Circularspace

Modern Python development

Python dependency management is difficult.

…not because it’s complicated, but rather because the ecosystem has been around for so long, and evolved over time. This means that best practices have come and gone. With that a great deal of confusion has developed, from reading out of date blog posts or stack overflow advice.

I am here to hopefully simplify the process into the following steps:

  1. Install Python: asdf
  2. Managing global packages: pipx
  3. Install a Python dependency manager: poetry
  4. Best practices
  5. My workflow

Throughout this post, I will explain my reasoning behind my suggestions, so that hopefully you will understand why I have made my choices.

The python ecosystem

The Python ecosystem. Items in green represent suggested tools. Items in red represent parts of the system that should not be used.

Install Python

Suggestion: Use pyenv or asdf

pyenv allows multiple versions of Python to be installed at the same time, and selected per directory. This means that if a project depends on Python 3.6 and another depends on Python 3.8, the two can be designated per project.

asdf can be thought of as pyenv but for many languages, and so is interchangeable.
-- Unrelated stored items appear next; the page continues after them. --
//! Decoder fuzz target: feed arbitrary bytes to the packet decoder.
//! Decoding and evaluation must not panic; they return Ok or a typed error.
//! Whatever decodes must survive a count-mode re-encode unchanged.
//! Build with: cargo fuzz run decode_fuzz (requires nightly and cargo fuzz).

#![cfg_attr(fuzzing, no_main)]

#[cfg(fuzzing)]
use libfuzzer_sys::fuzz_target;

#[cfg(fuzzing)]
fuzz_target!(|data: &[u8]| {
    let packet = match bitpacket::decode_message(data) {
        Ok(p) => p,
        Err(_) => return,
    };
    let _ = bitpacket::sum_versions(&packet);
    let _ = bitpacket::evaluate(&packet);
    if let Ok(bytes) = bitpacket::encode(&packet, bitpacket::LengthType::Count) {
        let again = bitpacket::decode_message(&bytes).expect("re-encoded message decodes");
        assert_eq!(again, packet);
    }
});

#[cfg(not(fuzzing))]
fn main() {
    eprintln!("Build with: cargo fuzz run decode_fuzz");
}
The main reason I suggest using one of these two package managers is then your install isn’t tied to the system Python.

On macOS it’s tempting to use homebrew to install your Python version. This is not a good idea. homebrew regularly updates the python formula to include the latest version. If for example, a CLI package is installed - such as the AWS CLI, it’s tied to a single global Python minor version. When homebrew updates the Python formula, the AWS CLI will stop working.

Managing global packages

Suggestion: Use pipx

pipx is a tool which installs a single binary - for example the AWS CLI - into its own virtual environment. This isolates its packages from everything else. When combined with asdf, this means that Python version upgrades are up to you, and therefore will not break your packages at unpredictable times.

This isolation is especially true for Python dependency managers. They should be installed in a unique environment so that they don’t pick up packages from outside by accident.
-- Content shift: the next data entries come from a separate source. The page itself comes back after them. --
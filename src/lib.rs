//! # bitpacket — decoder and evaluator for bit-packed packet expressions
//!
//! A message is one line of hex. Its bits form a single root packet; packets
//! nest, and the tree reads as an arithmetic/logic expression.
//!
//! ## Wire format
//!
//! Every packet starts with a 3-bit version and a 3-bit type id, MSB-first and
//! with no byte alignment.
//!
//! - **Literal** (type id 4): 5-bit groups, a continuation bit then a nibble,
//!   until a group whose continuation bit is 0.
//! - **Operator** (any other type id): a 1-bit length type, then either a
//!   15-bit total length of the children in bits, or an 11-bit child count.
//!
//! | Type id | Operator |
//! |---------|----------|
//! | 0 | sum |
//! | 1 | product |
//! | 2 | minimum |
//! | 3 | maximum |
//! | 5 | greater than (two operands) |
//! | 6 | less than (two operands) |
//! | 7 | equal to (two operands) |
//!
//! ## Usage
//!
//! ```
//! use bitpacket::{evaluate, sum_versions, Decoder};
//!
//! let packet = Decoder::default().decode_hex("9C0141080250320F1802104A08\n").unwrap();
//! assert_eq!(evaluate(&packet).unwrap(), 1);
//! assert_eq!(packet.to_string(), "v4:eq(v2:sum(v2:1, v4:3), v6:product(v0:2, v2:2))");
//! assert_eq!(sum_versions(&packet), 20);
//! ```
//!
//! Trees can also be written as text with [`expr::parse`] and encoded with
//! [`encode::encode_hex`].

pub mod bits;
pub mod decode;
pub mod dump;
pub mod encode;
pub mod error;
pub mod eval;
pub mod expr;
pub mod header;
pub mod input;
pub mod packet;

pub use decode::{decode, decode_message, DecodeOptions, Decoder, DEFAULT_MAX_DEPTH};
pub use encode::{encode, encode_hex};
pub use error::{DecodeError, EncodeError, EvalError, ExprError, StructuralError};
pub use eval::{evaluate, sum_versions};
pub use header::{read_header, Header};
pub use packet::{LengthType, Operator, Packet};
Install a Python dependency manager

Suggestion: Use poetry installed via pipx

Python has a long and confusing history when it comes to packaging. Unlike nodejs, go or rust, Python cannot import multiple versions of the same package at the same time.

Python includes a variable sys.modules which is a dictionary of module name to module. Even if a package could be installed using different versions, Python would only refer to it once.

Restricting environments to use only a single package version means that all versioning constraints must be met for a project’s dependencies to be installed.

This all therefore means that we must:

  • isolate projects from each other, so that invalid versions of packages from one project are not installed into other projects; and
  • package dependencies must be strictly resolved, so that projects can include the correct versions.

This is implemented through “virtual environments”1, which configure a python interpreter to look in a specific location for packages. This means that a virtual environment for project A can include different packages than the virtual environment for project B.

Project isolation

Suggestion: Use poetry

If you are using pipenv, see the pipenv section.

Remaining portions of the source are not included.